• **DATA**
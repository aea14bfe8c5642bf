//! ---
//! skyr_section: "05-networking-external-interfaces"
//! skyr_subsection: "module"
//! skyr_type: "source"
//! skyr_scope: "code"
//! skyr_description: "ASCOM Alpaca reflector crate root."
//! skyr_version: "v0.0.0-prealpha"
//! skyr_owner: "tbd"
//! ---
//! Presents configured virtual devices over the Alpaca REST protocol and
//! forwards member calls to a remote Alpaca server, a message bus, or
//! (reserved) directly attached hardware.

pub mod backend;
pub mod device_api;
pub mod discovery;
pub mod envelope;
pub mod error;
pub mod management;
pub mod middleware;
pub mod registry;
pub mod server;

pub use backend::{
    BackendMetrics, ConnectionState, DeviceBackend, DirectBackend, Dispatcher, MqttBackend,
    NetworkBackend, Params,
};
pub use discovery::{DiscoveryHandle, DiscoveryResponder, DiscoveryResponse, DISCOVERY_TOKEN};
pub use envelope::{
    AlpacaReply, AlpacaResponse, ErrorCode, TransactionCounter, TransactionIds,
};
pub use error::DeviceError;
pub use management::{ConfiguredDevice, ServerDescription, SUPPORTED_API_VERSIONS};
pub use registry::{
    derive_unique_id, interface_version, BackendDescriptor, DeviceKey, DeviceRegistry,
    VirtualDevice,
};
pub use server::{ReflectorHandle, ReflectorServer};
//! Shared proptest generators for syllog tests

use proptest::prelude::*;

use syllog::connector::Connector;
use syllog::diagram::BinaryDiagram;
use syllog::figure::Figure;
use syllog::mood::{Form, Mood};
use syllog::proposition::Proposition;

/// Any of the four proposition kinds
pub fn arb_proposition() -> impl Strategy<Value = Proposition> {
    prop::sample::select(Proposition::ALL.to_vec())
}

/// Any of the four figures
pub fn arb_figure() -> impl Strategy<Value = Figure> {
    prop::sample::select(Figure::ALL.to_vec())
}

/// Any of the three connector states
pub fn arb_connector() -> impl Strategy<Value = Connector> {
    prop::sample::select(Connector::ALL.to_vec())
}

/// Any mood (64 combinations)
pub fn arb_mood() -> impl Strategy<Value = Mood> {
    (arb_proposition(), arb_proposition(), arb_proposition())
        .prop_map(|(major, minor, conclusion)| Mood::new(major, minor, conclusion))
}

/// Any mood–figure form (256 combinations)
pub fn arb_form() -> impl Strategy<Value = Form> {
    (arb_mood(), arb_figure()).prop_map(|(mood, figure)| Form::new(mood, figure))
}

/// An arbitrary 4-tuple of connectors — not necessarily the diagram of
/// any proposition, for exercising reflection and composition totality
pub fn arb_binary_diagram() -> impl Strategy<Value = BinaryDiagram> {
    [
        arb_connector(),
        arb_connector(),
        arb_connector(),
        arb_connector(),
    ]
    .prop_map(BinaryDiagram)
}

/// A lowercase ASCII term label
pub fn arb_term() -> impl Strategy<Value = String> {
    "[a-z]{1,8}"
}
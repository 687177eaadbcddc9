//! Error types and diagnostic formatting.
//!
//! Core engine errors are a closed enum: every operation is total over
//! the closed enumerations, so the only failures are inputs outside them
//! (a letter that is not A/E/I/O, a figure outside 1–4, a malformed mood
//! or form code). Parse errors from the statement language are rendered
//! as ariadne reports over the source text.

use ariadne::{Color, Label, Report, ReportKind, Source};
use chumsky::prelude::Simple;
use std::ops::Range;
use thiserror::Error;

use crate::lexer::Token;

/// Validation errors at the engine boundary. Unrecognized letters and
/// figures are rejected outright, never defaulted.
#[derive(Error, Debug, Clone, PartialEq, Eq)]
pub enum SyllogError {
    #[error("unrecognized proposition letter '{0}' (expected one of A, E, I, O)")]
    InvalidLetter(char),

    #[error("figure {0} out of range (expected 1-4)")]
    InvalidFigure(u8),

    #[error("malformed mood '{0}' (expected exactly three letters from A, E, I, O)")]
    InvalidMood(String),

    #[error("malformed form '{0}' (expected a mood and a figure, like AAA-1)")]
    InvalidForm(String),
}

/// Format lexer errors into a user-friendly string
pub fn format_lexer_errors(source: &str, errors: Vec<Simple<char>>) -> String {
    // An empty source has no lines for a report to point into
    if source.is_empty() {
        return errors
            .iter()
            .map(format_lexer_error)
            .collect::<Vec<_>>()
            .join("\n");
    }

    let mut output = Vec::new();

    for error in errors {
        let span = error.span();
        let report = Report::build(ReportKind::Error, (), span.start)
            .with_message("Lexical error")
            .with_label(
                Label::new(span.clone())
                    .with_message(format_lexer_error(&error))
                    .with_color(Color::Red),
            );

        report
            .finish()
            .write(Source::from(source), &mut output)
            .expect("Failed to write error report");
    }

    String::from_utf8(output).unwrap_or_else(|_| "Error formatting failed".to_string())
}

/// Format a single lexer error into a readable message
fn format_lexer_error(error: &Simple<char>) -> String {
    let found = error
        .found()
        .map(|c| format!("'{}'", c))
        .unwrap_or_else(|| "end of input".to_string());

    if error.expected().next().is_some() {
        format!(
            "Unexpected {}, expected {}",
            found,
            format_char_set(error.expected())
        )
    } else {
        format!("Unexpected character {}", found)
    }
}

/// Format parser errors into a user-friendly string
pub fn format_parser_errors(
    source: &str,
    errors: Vec<Simple<Token>>,
    token_spans: &[(Token, Range<usize>)],
) -> String {
    // An empty source has no lines for a report to point into
    if source.is_empty() {
        return errors
            .iter()
            .map(format_parser_error)
            .collect::<Vec<_>>()
            .join("\n");
    }

    let mut output = Vec::new();

    for error in errors {
        let span = error.span();

        // Map token span to character span. The span is either a token
        // index into the stream, or already a character range captured by
        // a custom error; a span matching a token's character range is
        // taken as the latter.
        let is_char_position = token_spans
            .iter()
            .any(|(_, char_range)| char_range.start == span.start && char_range.end == span.end);

        let char_span = if is_char_position {
            span.clone()
        } else if span.start < token_spans.len() {
            token_spans[span.start].1.clone()
        } else if span.start == token_spans.len() {
            // End-of-input marker: point at the end of the last token
            if let Some((_, last_range)) = token_spans.last() {
                last_range.end..last_range.end
            } else {
                0..0
            }
        } else {
            let start = span.start.min(source.len());
            let end = span.end.min(source.len());
            start..end
        };

        let report = Report::build(ReportKind::Error, (), char_span.start)
            .with_message("Parse error")
            .with_label(
                Label::new(char_span.clone())
                    .with_message(format_parser_error(&error))
                    .with_color(Color::Red),
            );

        report
            .finish()
            .write(Source::from(source), &mut output)
            .expect("Failed to write error report");
    }

    String::from_utf8(output).unwrap_or_else(|_| "Error formatting failed".to_string())
}

/// Format a single parser error into a readable message
fn format_parser_error(error: &Simple<Token>) -> String {
    use chumsky::error::SimpleReason;

    let found = error
        .found()
        .map(|t| format!("'{}'", t))
        .unwrap_or_else(|| "end of input".to_string());

    // Custom messages (from Simple::custom, e.g. a bad mood letter) win
    if let SimpleReason::Custom(msg) = error.reason() {
        return msg.clone();
    }

    let expected = format_token_set(error.expected());

    if !expected.is_empty() {
        format!("Unexpected {}, expected one of: {}", found, expected.join(", "))
    } else if let Some(label) = error.label() {
        label.to_string()
    } else {
        format!("Unexpected token {}", found)
    }
}

/// Format a set of expected tokens
fn format_token_set<'a>(expected: impl Iterator<Item = &'a Option<Token>>) -> Vec<String> {
    expected
        .filter_map(|opt| opt.as_ref())
        .map(|t| format!("'{}'", t))
        .collect()
}

/// Format a set of expected characters
fn format_char_set<'a>(expected: impl Iterator<Item = &'a Option<char>>) -> String {
    let chars: Vec<String> = expected
        .filter_map(|opt| opt.as_ref())
        .map(|c| format!("'{}'", c))
        .collect();

    if chars.is_empty() {
        "valid character".to_string()
    } else if chars.len() == 1 {
        chars[0].clone()
    } else {
        chars.join(" or ")
    }
}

• **TASK**
Check each line of the records above, and copy those that hold the word "ariadne".

• **SOLUTION TO THIS EXERCISE**
//! as ariadne reports over the source text.
use ariadne::{Color, Label, Report, ReportKind, Source};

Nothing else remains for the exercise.